### TASK PROMPT
Only lines holding the word "words" should be copied from the material.
:: PROVIDED ENTRIES
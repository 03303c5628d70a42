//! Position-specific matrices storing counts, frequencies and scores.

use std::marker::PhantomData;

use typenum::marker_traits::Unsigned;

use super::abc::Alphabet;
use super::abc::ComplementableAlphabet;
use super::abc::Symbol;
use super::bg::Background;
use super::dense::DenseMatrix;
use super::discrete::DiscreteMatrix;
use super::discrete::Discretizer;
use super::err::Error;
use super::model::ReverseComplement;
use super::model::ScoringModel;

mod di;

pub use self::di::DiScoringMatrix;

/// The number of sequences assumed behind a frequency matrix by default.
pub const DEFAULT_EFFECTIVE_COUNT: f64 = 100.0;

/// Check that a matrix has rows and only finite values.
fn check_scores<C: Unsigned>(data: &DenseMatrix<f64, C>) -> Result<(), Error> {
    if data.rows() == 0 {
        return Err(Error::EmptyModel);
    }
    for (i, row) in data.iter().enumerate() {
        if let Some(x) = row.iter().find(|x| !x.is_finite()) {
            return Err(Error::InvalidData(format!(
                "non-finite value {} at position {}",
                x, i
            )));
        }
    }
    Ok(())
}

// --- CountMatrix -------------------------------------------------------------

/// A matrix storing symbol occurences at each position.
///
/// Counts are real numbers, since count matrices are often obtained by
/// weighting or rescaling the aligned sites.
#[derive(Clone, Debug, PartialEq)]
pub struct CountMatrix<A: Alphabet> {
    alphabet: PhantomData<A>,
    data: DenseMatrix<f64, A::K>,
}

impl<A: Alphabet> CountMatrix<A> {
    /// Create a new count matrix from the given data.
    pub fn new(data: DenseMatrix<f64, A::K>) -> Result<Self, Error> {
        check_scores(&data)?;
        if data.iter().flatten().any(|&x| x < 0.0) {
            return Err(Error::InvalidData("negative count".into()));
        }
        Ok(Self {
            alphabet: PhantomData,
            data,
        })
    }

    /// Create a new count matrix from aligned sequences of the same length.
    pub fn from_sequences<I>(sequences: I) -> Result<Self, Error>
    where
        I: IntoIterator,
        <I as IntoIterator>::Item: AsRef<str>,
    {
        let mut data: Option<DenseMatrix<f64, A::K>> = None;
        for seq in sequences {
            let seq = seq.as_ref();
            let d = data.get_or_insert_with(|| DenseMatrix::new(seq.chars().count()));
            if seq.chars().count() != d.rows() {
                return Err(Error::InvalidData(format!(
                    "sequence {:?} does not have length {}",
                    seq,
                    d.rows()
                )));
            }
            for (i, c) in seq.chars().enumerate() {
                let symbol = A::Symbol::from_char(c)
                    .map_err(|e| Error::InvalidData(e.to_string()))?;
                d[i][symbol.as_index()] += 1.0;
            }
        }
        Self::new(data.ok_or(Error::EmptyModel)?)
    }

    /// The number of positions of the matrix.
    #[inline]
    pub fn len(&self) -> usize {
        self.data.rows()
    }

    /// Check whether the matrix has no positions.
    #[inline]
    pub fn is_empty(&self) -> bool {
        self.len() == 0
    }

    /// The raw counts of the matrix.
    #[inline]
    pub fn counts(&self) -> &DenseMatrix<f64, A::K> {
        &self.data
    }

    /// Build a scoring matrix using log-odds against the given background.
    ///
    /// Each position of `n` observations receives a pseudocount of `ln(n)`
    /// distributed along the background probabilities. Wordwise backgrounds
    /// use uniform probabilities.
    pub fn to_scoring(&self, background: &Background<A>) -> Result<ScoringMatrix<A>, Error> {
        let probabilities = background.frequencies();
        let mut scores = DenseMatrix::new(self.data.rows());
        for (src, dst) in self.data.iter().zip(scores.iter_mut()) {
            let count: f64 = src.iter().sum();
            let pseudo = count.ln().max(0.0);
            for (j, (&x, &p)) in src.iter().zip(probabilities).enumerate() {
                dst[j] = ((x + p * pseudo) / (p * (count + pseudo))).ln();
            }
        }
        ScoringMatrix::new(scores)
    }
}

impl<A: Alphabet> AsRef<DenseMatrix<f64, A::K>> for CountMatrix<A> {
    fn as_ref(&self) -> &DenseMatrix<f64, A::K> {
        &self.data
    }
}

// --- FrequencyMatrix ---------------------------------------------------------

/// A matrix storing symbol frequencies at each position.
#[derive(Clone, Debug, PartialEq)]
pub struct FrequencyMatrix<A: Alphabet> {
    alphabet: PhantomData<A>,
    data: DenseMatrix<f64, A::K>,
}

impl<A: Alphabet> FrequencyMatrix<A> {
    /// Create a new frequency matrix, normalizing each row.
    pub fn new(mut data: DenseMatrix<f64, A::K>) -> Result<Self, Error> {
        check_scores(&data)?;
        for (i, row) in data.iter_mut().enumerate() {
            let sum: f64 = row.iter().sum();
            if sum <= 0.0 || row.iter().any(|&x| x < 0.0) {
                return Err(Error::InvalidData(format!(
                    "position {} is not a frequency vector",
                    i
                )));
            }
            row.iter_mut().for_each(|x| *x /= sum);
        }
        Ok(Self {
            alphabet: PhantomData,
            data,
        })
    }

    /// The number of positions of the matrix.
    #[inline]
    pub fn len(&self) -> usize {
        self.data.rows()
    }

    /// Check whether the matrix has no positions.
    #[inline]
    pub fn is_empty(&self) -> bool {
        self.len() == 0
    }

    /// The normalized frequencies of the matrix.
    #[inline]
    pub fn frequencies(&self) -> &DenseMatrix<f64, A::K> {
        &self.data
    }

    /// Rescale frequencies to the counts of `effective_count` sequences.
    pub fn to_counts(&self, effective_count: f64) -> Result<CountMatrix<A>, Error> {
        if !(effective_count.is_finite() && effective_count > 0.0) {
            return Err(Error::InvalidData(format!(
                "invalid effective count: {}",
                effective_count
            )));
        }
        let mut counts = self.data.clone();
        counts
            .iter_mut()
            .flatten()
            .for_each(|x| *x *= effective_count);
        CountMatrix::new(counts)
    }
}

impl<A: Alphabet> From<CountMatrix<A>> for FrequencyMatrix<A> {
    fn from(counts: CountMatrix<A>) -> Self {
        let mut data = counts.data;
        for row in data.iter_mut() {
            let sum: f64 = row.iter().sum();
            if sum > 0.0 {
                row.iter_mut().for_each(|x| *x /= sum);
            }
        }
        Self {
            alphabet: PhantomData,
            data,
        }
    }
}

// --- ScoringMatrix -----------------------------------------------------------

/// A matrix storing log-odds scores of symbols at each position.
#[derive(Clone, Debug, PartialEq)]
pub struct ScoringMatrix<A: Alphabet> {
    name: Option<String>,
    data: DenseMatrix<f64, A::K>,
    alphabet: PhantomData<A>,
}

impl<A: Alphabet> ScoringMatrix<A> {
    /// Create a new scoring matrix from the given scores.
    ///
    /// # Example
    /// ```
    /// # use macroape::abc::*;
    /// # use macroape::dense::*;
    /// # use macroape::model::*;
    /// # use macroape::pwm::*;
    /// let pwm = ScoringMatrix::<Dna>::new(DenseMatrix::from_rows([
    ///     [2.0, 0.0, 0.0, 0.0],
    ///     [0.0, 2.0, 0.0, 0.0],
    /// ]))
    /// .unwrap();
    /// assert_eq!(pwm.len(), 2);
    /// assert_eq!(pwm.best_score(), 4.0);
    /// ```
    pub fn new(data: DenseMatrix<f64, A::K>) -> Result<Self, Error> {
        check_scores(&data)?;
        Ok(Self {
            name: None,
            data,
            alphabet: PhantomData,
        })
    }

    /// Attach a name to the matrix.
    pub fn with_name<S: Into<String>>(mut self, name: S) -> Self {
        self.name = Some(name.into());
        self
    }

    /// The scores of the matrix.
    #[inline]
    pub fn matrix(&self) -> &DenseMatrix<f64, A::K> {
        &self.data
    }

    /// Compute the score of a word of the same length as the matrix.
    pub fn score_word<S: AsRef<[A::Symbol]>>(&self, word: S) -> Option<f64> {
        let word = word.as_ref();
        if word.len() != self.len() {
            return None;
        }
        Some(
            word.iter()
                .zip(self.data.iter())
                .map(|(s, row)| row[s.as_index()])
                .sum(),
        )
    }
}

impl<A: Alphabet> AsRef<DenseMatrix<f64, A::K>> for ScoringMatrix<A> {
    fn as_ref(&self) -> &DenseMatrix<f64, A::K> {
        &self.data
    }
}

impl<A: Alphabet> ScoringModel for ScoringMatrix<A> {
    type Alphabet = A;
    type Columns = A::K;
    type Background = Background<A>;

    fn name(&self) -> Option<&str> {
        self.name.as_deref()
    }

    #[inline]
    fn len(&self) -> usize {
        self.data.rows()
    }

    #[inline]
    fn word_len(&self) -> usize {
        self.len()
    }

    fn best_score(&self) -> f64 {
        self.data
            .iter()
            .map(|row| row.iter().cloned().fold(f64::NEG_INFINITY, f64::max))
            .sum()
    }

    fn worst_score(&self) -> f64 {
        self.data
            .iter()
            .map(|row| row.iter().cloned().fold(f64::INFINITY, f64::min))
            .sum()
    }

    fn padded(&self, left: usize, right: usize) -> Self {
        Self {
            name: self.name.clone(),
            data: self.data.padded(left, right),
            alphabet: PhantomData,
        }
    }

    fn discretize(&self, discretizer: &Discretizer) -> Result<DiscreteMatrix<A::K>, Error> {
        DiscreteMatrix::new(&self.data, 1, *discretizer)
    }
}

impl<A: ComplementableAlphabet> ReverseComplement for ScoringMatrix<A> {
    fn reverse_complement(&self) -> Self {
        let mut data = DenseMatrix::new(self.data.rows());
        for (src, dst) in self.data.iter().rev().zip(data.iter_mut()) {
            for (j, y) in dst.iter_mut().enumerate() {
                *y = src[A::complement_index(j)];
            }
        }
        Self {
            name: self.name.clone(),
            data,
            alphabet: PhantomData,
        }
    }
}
::::
:: PROVIDED ENTRIES
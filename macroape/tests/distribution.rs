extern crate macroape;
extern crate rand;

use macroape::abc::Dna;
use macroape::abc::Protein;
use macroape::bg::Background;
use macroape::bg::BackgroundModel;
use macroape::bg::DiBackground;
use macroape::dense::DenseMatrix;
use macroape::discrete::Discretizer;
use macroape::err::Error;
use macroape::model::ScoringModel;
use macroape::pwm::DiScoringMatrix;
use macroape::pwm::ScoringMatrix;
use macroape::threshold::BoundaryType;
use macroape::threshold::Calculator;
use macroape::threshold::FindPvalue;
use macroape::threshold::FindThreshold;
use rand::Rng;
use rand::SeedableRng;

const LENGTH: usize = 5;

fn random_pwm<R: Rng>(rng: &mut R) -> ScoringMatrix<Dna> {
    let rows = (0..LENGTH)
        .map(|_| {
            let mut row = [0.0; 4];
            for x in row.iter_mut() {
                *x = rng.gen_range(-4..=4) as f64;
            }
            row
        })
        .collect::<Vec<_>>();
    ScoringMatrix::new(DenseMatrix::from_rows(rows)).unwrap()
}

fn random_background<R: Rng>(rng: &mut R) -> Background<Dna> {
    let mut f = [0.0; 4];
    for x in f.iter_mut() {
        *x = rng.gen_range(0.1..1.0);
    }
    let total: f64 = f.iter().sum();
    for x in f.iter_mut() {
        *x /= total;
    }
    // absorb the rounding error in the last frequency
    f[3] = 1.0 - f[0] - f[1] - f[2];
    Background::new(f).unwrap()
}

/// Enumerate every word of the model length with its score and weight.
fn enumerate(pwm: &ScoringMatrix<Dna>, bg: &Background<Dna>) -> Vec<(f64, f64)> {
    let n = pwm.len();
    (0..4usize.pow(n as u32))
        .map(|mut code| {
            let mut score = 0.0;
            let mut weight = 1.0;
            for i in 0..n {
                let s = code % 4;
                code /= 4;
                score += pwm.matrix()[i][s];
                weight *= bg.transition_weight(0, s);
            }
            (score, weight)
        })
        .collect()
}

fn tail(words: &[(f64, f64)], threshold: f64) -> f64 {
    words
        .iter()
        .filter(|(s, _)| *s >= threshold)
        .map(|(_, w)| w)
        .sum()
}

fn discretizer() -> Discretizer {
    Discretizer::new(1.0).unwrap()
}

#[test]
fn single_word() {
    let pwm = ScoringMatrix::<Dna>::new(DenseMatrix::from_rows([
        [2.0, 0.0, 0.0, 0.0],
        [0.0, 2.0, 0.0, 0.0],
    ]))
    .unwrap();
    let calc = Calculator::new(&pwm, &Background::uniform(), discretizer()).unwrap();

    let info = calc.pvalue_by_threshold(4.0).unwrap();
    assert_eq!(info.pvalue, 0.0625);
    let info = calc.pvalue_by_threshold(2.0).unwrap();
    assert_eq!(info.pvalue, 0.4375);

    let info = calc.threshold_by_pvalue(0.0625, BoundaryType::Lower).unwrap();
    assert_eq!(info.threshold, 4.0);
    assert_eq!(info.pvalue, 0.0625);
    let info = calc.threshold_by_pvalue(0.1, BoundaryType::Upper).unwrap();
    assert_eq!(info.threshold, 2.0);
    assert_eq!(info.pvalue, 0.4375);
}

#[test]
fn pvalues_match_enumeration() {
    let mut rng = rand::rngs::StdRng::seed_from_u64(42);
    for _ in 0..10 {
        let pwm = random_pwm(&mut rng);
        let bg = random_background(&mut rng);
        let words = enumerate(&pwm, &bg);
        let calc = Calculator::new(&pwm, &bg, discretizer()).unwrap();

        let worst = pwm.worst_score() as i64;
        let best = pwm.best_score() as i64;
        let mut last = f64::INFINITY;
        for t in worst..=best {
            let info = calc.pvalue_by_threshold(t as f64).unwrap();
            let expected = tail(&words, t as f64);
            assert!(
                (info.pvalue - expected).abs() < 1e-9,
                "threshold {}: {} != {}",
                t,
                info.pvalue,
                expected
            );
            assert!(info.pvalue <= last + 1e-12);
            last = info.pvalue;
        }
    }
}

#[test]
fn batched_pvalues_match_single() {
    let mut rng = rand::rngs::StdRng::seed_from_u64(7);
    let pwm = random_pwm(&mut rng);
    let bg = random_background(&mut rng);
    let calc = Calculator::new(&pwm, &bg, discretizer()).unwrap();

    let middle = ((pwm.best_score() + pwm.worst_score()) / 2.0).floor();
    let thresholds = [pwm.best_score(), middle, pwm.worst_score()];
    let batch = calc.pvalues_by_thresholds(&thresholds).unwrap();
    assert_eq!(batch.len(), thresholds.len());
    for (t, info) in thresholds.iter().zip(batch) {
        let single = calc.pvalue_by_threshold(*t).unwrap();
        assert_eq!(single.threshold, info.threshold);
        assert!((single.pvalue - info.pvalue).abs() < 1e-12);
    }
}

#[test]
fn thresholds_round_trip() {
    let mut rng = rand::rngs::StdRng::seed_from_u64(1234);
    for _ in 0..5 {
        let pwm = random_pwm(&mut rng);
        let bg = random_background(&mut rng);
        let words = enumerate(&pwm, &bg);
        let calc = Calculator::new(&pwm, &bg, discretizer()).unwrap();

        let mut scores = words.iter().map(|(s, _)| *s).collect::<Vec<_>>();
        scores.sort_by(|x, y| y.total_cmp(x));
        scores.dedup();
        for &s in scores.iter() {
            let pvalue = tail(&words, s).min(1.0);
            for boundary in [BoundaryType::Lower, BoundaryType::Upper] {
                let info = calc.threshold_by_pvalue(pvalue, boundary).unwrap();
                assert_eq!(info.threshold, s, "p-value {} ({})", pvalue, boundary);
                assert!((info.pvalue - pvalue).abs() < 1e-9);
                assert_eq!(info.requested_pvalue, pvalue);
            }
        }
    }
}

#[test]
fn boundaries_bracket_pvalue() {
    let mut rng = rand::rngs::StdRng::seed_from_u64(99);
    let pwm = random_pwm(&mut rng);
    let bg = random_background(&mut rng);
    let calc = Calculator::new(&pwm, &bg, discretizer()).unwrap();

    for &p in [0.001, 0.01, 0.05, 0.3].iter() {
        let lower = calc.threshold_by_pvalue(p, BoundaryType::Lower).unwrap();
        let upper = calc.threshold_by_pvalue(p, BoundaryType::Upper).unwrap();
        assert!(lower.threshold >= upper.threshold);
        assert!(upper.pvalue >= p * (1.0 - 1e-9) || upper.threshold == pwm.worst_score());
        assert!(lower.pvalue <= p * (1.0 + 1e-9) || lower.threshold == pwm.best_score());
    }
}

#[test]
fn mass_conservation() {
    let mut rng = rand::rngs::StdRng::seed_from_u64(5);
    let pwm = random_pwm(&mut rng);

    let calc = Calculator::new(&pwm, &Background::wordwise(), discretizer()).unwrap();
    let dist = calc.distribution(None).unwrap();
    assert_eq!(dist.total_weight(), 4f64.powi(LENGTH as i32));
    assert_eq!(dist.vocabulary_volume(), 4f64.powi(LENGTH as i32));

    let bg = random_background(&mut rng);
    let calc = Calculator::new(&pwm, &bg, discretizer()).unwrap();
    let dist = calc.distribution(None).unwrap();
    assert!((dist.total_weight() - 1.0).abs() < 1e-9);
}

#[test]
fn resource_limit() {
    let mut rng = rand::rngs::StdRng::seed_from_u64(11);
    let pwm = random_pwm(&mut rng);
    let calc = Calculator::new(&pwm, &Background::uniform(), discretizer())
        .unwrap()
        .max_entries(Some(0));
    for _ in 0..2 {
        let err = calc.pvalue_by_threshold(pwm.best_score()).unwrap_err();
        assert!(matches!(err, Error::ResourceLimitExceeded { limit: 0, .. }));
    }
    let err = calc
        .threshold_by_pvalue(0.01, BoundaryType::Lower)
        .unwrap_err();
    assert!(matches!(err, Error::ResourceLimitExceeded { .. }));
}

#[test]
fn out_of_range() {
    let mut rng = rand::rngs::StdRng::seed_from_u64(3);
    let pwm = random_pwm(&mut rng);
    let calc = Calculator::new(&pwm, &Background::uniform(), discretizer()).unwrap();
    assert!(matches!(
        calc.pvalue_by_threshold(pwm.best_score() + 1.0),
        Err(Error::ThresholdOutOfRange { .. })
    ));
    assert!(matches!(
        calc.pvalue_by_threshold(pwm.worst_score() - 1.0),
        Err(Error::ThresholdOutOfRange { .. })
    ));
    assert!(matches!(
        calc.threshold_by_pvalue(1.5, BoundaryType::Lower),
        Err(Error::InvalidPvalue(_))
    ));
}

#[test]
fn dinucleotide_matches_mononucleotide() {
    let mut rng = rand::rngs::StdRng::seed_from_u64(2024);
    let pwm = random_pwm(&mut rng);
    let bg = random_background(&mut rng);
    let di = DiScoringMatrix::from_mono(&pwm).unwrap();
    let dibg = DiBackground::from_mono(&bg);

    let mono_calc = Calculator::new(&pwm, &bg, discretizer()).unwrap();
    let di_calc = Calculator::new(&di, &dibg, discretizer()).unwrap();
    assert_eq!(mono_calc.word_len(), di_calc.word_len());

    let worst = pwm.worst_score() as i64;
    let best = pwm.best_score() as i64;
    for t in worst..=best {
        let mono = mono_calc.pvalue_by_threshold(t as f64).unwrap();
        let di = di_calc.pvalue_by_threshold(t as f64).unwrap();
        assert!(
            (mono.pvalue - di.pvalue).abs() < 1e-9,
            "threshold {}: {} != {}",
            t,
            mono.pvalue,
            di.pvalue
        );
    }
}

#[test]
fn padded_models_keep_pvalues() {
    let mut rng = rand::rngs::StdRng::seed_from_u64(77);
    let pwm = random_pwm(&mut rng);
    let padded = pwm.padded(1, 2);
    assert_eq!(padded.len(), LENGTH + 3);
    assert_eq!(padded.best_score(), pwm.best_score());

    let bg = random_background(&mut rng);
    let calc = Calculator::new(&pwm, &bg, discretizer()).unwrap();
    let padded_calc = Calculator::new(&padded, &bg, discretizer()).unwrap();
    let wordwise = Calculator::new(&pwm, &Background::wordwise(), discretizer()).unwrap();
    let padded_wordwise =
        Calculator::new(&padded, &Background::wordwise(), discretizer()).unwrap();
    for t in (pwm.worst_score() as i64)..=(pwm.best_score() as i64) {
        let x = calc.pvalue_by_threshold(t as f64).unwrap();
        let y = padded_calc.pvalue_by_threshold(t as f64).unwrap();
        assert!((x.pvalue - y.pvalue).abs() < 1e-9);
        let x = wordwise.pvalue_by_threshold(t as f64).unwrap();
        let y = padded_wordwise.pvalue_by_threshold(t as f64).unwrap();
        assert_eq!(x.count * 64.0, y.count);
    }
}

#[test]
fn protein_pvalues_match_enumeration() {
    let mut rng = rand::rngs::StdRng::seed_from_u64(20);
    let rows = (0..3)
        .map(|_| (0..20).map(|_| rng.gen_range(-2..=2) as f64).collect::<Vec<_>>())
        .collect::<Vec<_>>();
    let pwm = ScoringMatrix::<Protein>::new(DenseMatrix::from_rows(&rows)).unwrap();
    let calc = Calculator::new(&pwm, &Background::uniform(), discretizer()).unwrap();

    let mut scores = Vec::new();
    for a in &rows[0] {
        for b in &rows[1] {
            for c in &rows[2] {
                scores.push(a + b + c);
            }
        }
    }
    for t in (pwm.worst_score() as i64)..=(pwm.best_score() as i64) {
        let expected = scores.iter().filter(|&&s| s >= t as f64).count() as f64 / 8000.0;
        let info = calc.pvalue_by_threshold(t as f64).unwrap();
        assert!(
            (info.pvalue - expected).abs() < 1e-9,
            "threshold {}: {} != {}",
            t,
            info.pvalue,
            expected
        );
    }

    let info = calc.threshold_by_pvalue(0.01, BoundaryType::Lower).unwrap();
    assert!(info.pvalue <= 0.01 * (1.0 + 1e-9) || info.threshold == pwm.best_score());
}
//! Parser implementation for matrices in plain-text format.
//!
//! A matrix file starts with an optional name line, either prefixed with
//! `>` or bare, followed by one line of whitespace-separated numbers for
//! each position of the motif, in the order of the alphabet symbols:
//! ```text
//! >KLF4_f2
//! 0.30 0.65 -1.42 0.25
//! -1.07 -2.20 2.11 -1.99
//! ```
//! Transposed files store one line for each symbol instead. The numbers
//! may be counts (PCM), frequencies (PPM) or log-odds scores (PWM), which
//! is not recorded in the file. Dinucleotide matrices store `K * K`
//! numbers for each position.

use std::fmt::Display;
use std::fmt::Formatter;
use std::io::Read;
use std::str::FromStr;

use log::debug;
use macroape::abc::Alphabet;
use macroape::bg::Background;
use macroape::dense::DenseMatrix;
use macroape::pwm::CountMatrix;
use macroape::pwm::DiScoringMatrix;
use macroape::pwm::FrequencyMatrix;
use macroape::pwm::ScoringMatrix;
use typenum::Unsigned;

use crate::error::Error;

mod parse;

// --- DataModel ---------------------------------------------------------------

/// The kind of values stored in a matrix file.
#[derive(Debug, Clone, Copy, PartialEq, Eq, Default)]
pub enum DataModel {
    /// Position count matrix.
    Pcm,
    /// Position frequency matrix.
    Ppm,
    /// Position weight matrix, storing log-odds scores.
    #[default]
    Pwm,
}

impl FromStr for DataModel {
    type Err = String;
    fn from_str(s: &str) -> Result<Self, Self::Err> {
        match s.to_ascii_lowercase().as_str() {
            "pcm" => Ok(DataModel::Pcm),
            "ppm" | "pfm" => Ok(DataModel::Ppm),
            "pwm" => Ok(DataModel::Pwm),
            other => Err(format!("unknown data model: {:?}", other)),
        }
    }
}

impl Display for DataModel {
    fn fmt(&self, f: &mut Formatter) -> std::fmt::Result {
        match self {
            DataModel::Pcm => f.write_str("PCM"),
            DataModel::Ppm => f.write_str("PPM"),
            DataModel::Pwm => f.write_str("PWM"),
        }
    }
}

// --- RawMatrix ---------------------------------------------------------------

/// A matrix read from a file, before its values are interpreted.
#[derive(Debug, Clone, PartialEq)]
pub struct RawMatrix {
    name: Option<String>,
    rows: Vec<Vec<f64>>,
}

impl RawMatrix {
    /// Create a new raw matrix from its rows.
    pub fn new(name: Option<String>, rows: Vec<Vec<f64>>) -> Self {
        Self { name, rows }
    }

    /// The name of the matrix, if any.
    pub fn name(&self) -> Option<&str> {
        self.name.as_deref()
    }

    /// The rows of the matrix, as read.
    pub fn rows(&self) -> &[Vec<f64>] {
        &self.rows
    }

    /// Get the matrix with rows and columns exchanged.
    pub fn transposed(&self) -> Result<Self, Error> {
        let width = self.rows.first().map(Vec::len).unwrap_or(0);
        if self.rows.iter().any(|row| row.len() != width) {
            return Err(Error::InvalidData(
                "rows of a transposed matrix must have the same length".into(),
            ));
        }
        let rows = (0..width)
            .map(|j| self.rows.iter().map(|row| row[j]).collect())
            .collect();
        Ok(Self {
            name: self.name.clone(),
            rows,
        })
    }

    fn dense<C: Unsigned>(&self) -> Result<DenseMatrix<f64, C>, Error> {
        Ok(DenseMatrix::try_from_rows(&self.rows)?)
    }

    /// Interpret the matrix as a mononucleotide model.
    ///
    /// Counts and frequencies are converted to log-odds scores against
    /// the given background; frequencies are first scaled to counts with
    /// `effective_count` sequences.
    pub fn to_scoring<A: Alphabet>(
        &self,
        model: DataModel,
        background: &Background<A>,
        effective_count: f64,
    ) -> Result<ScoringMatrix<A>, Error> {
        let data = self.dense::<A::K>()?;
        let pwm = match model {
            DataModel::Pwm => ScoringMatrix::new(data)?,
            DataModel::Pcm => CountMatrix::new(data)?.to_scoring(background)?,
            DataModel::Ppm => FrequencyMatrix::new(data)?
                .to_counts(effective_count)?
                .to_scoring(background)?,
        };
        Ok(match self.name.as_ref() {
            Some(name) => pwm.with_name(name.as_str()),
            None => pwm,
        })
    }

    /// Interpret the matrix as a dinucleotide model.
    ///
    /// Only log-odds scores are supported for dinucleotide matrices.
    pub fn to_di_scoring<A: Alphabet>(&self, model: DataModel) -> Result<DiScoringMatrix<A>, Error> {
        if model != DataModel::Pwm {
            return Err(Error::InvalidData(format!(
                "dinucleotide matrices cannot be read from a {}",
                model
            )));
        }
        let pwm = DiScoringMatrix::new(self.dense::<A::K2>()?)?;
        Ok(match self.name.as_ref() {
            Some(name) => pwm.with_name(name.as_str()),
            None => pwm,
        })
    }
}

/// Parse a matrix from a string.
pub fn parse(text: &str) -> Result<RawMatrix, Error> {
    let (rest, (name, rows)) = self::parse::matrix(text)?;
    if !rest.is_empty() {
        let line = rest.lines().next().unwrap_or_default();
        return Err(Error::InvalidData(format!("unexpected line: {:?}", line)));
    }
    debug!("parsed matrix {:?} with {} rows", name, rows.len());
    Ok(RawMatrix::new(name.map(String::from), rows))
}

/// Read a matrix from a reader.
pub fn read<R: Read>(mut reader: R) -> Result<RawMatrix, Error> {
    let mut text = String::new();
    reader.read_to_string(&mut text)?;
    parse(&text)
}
::::
### SOLUTION FOR THIS EXERCISE
fn tail(words: &[(f64, f64)], threshold: f64) -> f64 {
    words
        let words = enumerate(&pwm, &bg);
            let expected = tail(&words, t as f64);
        let words = enumerate(&pwm, &bg);
        let mut scores = words.iter().map(|(s, _)| *s).collect::<Vec<_>>();
            let pvalue = tail(&words, s).min(1.0);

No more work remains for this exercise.